Воронцов прикинул расстояние отсюда до места преступления — выходило, около километра. Не рядом, но и не слишком далеко. Мог ли тот, кто кормил собаку и приглядывал за остатками «Плюса», что-то видеть или что-то слышать? Мог, если бы убийство произошло днем, и если бы забрался на башню. Собственно, «элеватор» доминировал над большей частью промзоны, но кому пришло бы голову туда лезть? Могла бы черная тварь за проволокой оставить следы своих зубов на одном из тел? Могла, если бы кто-то специально выпустил ее из-за ограждения, но здесь было полно и других собак, в том числе и сторожевых. Мог ли хозяин собаки быть как-то причастен к преступлению? Мог, так же, как и любой другой из насельников промзоны, если только не сидел в это время дома, за десять километров отсюда, и не пил пиво перед телевизором. В общем, побеседовать со сторожем было интересно, но не настолько интересно, чтобы, рискуя задницей, лезть через ограждение или продолжать слоняться вокруг под припекающим солнцем, как будто уже и не пора пить пиво и как будто ему и не предстоит слоняться здесь и завтра, и через год, и до скончания дней своих.
Воронцов затоптал окурок, помочился под забор и, блестя лысиной, побрел прочь — заканчивать день в подвале у Арутюна.
Он проводил глазами плешивую ищейку, пометившую его территорию, и, усмехнувшись, отступил в тень от амбразурного окна — пусть ищет, поганая у него работа. Сейчас, наверняка, поедет пить пиво, отполирует водочкой, к вечеру, нализавшись, доберется до дому, где у него сидит злобная жена, завалится спать, утром продерет глаза и снова поползет по своему мусорнику — и так каждый день.

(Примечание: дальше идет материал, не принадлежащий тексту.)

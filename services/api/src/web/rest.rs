//! services/api/src/web/rest.rs
//!
//! Assembles the REST API: the route table, the health check, and the master
//! definition for the OpenAPI specification.

use crate::web::{
    auth::{self, create_account_handler, login_handler, update_password_handler},
    catalog::{self, get_exercises_handler, recommendations_handler},
    state::AppState,
    workouts::{self, log_workout_handler, progress_handler, view_workouts_handler},
};
use axum::{
    response::Json,
    routing::{get, post},
    Router,
};
use serde::{Deserialize, Serialize};
use std::sync::Arc;
use tracing::debug;
use utoipa::{OpenApi, ToSchema};

//=========================================================================================
// OpenAPI Master Definition
//=========================================================================================

#[derive(OpenApi)]
#[openapi(
    paths(
        health_handler,
        auth::create_account_handler,
        auth::login_handler,
        auth::update_password_handler,
        workouts::log_workout_handler,
        workouts::view_workouts_handler,
        workouts::progress_handler,
        catalog::recommendations_handler,
        catalog::get_exercises_handler,
    ),
    components(
        schemas(
            HealthResponse,
            auth::CreateAccountRequest,
            auth::LoginRequest,
            auth::UpdatePasswordRequest,
            auth::MessageResponse,
            workouts::LogWorkoutRequest,
            workouts::WorkoutView,
            workouts::LogWorkoutResponse,
            workouts::WorkoutsResponse,
            workouts::ProgressView,
            workouts::ProgressResponse,
            workouts::ErrorResponse,
            catalog::RecommendationsResponse,
        )
    ),
    tags(
        (name = "accounts", description = "Account creation, login, and password changes"),
        (name = "workouts", description = "Workout logging and weekly progress"),
        (name = "exercises", description = "Exercise recommendations from the wger catalog")
    )
)]
pub struct ApiDoc;

//=========================================================================================
// Router
//=========================================================================================

/// Builds the application's routes over the shared state.
pub fn router(state: Arc<AppState>) -> Router {
    Router::new()
        .route("/health", get(health_handler))
        .route("/create-account", post(create_account_handler))
        .route("/login", post(login_handler))
        .route("/update-password", post(update_password_handler))
        .route("/log-workout", post(log_workout_handler))
        .route("/view-workouts", get(view_workouts_handler))
        .route("/progress", get(progress_handler))
        .route("/recommendations", get(recommendations_handler))
        .route("/get-exercises", get(get_exercises_handler))
        .with_state(state)
}

//=========================================================================================
// Health
//=========================================================================================

#[derive(Debug, Serialize, Deserialize, ToSchema)]
pub struct HealthResponse {
    pub status: String,
}

/// Verify the service is running.
#[utoipa::path(
    get,
    path = "/health",
    responses(
        (status = 200, description = "The service is up", body = HealthResponse)
    )
)]
pub async fn health_handler() -> Json<HealthResponse> {
    debug!("Health check endpoint called");
    Json(HealthResponse {
        status: "OK".to_string(),
    })
}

Он прислушался к себе, пытаясь нащупать неприязнь к этому типу, но неприязни не было. Голос молчал, что слегка удивило его. Обычно неприязнь возникала легко и легко переходила в ненависть, а от ненависти до убийства был один шаг. Ему нравилось ненавидеть, ненависть обостряла его, как допинг, и он входил в состояние убийства, как жало, и наслаждался им. Он научился этой штуке на войне. долго учился и тошнотно, но учение стоило того. Поначалу ему требовалось чувство правоты, чтобы убивать легко. Но правота требовала обоснований, а где их взять на войне, на которую ты приперся с другого конца света и куда тебя никто не звал? Ненависть же не нуждалась в обоснованиях и ненавидимый легко становился неправым. А если что-то получается легко, то от этого начинаешь получать удовольствие, вот он и научился получать удовольствие, делая других неправыми навсегда. Он много раз видел, как поселок под бомбами — женщины, старики, дети — превращается в груду мяса, перемешанного с камнем. Чем это можно было обосновать? Он понял, что любая правда — крива и зависит от точки прицеливания. Он научился смеяться над болтающими о правде, не разжимая губ, чтобы не сбить прицел. Он понял, что вина — груз виноватых, а невиновный — всегда нрав. Он обрел ненависть, испепеляющую любую неправоту, — тогда пришел Голос и пророс на почве, удобренной дерьмом, в которое превратилась его совесть.